Aims
Although the impacts of alien plant invasions on native communities are well documented, the mechanisms that underlie these impacts are poorly resolved. Little is yet known as to why invasive alien plants have greater impacts than native species on their neighbouring species within a community. We investigated two potential mechanisms by which invasive plants may harm neighbouring species: resource competition and novel compounds of the invaders.
Locations
Field removal experiment in France and Switzerland, and common garden experiment at the University of Fribourg, Switzerland.
Methods
We first conducted a field removal experiment to compare the response of neighbouring communities to experimental biomass removal of two alien invasive vs two dominant native plant species in two sites of each target species (thus eight sites in total). In addition, we conducted a common garden pot experiment to compare the effect of eight triplets of closely related target species (24 species in total), each consisting of an alien invasive species in Europe, a dominant native and a random native species, on the growth of a grass community under the addition or not of activated carbon (AC).
Results
(1) Field removal experiment: in the control plots, we found that the biomass of native species explained a substantial amount of the variation in biomass of the neighbouring communities, but the invader's biomass did not.

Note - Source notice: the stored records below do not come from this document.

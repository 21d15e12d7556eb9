//! Engine wiring shared by every handler.

use std::sync::Arc;

use canteen_catalog::CatalogStore;
use canteen_orders::{OrderLedger, ReservationCoordinator};

pub struct AppServices {
    pub catalog: Arc<CatalogStore>,
    pub ledger: Arc<OrderLedger>,
    pub coordinator: ReservationCoordinator,
}

pub fn build_services() -> AppServices {
    let catalog = Arc::new(CatalogStore::new());
    let ledger = Arc::new(OrderLedger::new());
    let coordinator = ReservationCoordinator::new(catalog.clone(), ledger.clone());

    AppServices {
        catalog,
        ledger,
        coordinator,
    }
}
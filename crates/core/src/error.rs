//! Engine error model.
//!
//! Keep this focused on deterministic, per-request failures: every variant is
//! reported synchronously to the caller and none is fatal to the process.
//! Infrastructure concerns (HTTP status codes, JSON envelopes) belong to the
//! API layer.

use thiserror::Error;

use crate::id::ItemId;

/// Result type used across the engine.
pub type EngineResult<T> = Result<T, EngineError>;

/// Engine-level error.
#[derive(Debug, Error, Clone, PartialEq, Eq)]
pub enum EngineError {
    /// Malformed input (empty line list, zero quantity, bad identifier, ...).
    #[error("validation failed: {0}")]
    Validation(String),

    /// The referenced catalog item does not exist.
    #[error("item not found: {item_id}")]
    ItemNotFound { item_id: ItemId },

    /// A reservation asked for more units than the item has left.
    #[error("insufficient stock for item {item_id}: requested {requested}, available {available}")]
    InsufficientStock {
        item_id: ItemId,
        requested: u32,
        available: u32,
    },

    /// The referenced order does not exist (or is not visible to the caller).
    #[error("order not found")]
    OrderNotFound,

    /// A status write outside the forward chain of the state machine.
    #[error("illegal status transition: {from} -> {to}")]
    IllegalTransition {
        from: &'static str,
        to: &'static str,
    },

    /// Cancellation requested after the order left its cancellable window.
    #[error("order in status '{status}' can no longer be cancelled")]
    OrderNotCancellable { status: &'static str },

    /// The caller presented no valid identity.
    #[error("unauthenticated")]
    Unauthenticated,
}

impl EngineError {
    pub fn validation(msg: impl Into<String>) -> Self {
        Self::Validation(msg.into())
    }

    pub fn item_not_found(item_id: ItemId) -> Self {
        Self::ItemNotFound { item_id }
    }

    pub fn insufficient_stock(item_id: ItemId, requested: u32, available: u32) -> Self {
        Self::InsufficientStock {
            item_id,
            requested,
            available,
        }
    }
}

Moreover, the neighbouring community recovered from removal of the dominant native species, showing a significant increase in biomass, but did not after removal of the invaders. (2) Common garden pot experiment: we found a larger effect of invasive species than native species on the growth rate of the grass community, but this difference disappeared when AC was added.
Conclusion
Both experiments suggest that the impact of some invasive species is not driven by resource competition, but by other mechanisms, most likely by novel weapons or novel plant–soil interactions.